*EXERCISE*
From the first line to the last, return the data exactly as written.

*RECORD SET*
··········
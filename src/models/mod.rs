pub mod assignment;
pub mod chunk;
pub mod decision;
pub mod loaders;
pub mod session;

pub use assignment::{Assignment, AssignmentId};
pub use chunk::Chunk;
pub use decision::{Decision, ResponseFlag, SuspicionReason};
pub use loaders::{load_all_documents, load_document};
pub use session::{Exchange, OrdinalRef, RequestSignals, Session, SessionKey, ThrottleFlag, ThrottleState};
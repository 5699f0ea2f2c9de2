pub mod qa_ctx;
pub mod qa_flow;

pub use qa_ctx::QaCtx;
pub use qa_flow::{QaFlow, QaResponse, DEGRADED_NOTICE};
··········
*TASK OUTPUT*
filename src/models/mod.rs
pub mod assignment;
pub mod chunk;
pub mod decision;
pub mod loaders;
pub mod session;

pub use assignment::{Assignment, AssignmentId};
pub use chunk::Chunk;
pub use decision::{Decision, ResponseFlag, SuspicionReason};
pub use loaders::{load_all_documents, load_document};
pub use session::{Exchange, OrdinalRef, RequestSignals, Session, SessionKey, ThrottleFlag, ThrottleState};
repository 5699f0ea2f2c9de2
pub mod qa_ctx;
pub mod qa_flow;

pub use qa_ctx::QaCtx;
pub use qa_flow::{QaFlow, QaResponse, DEGRADED_NOTICE};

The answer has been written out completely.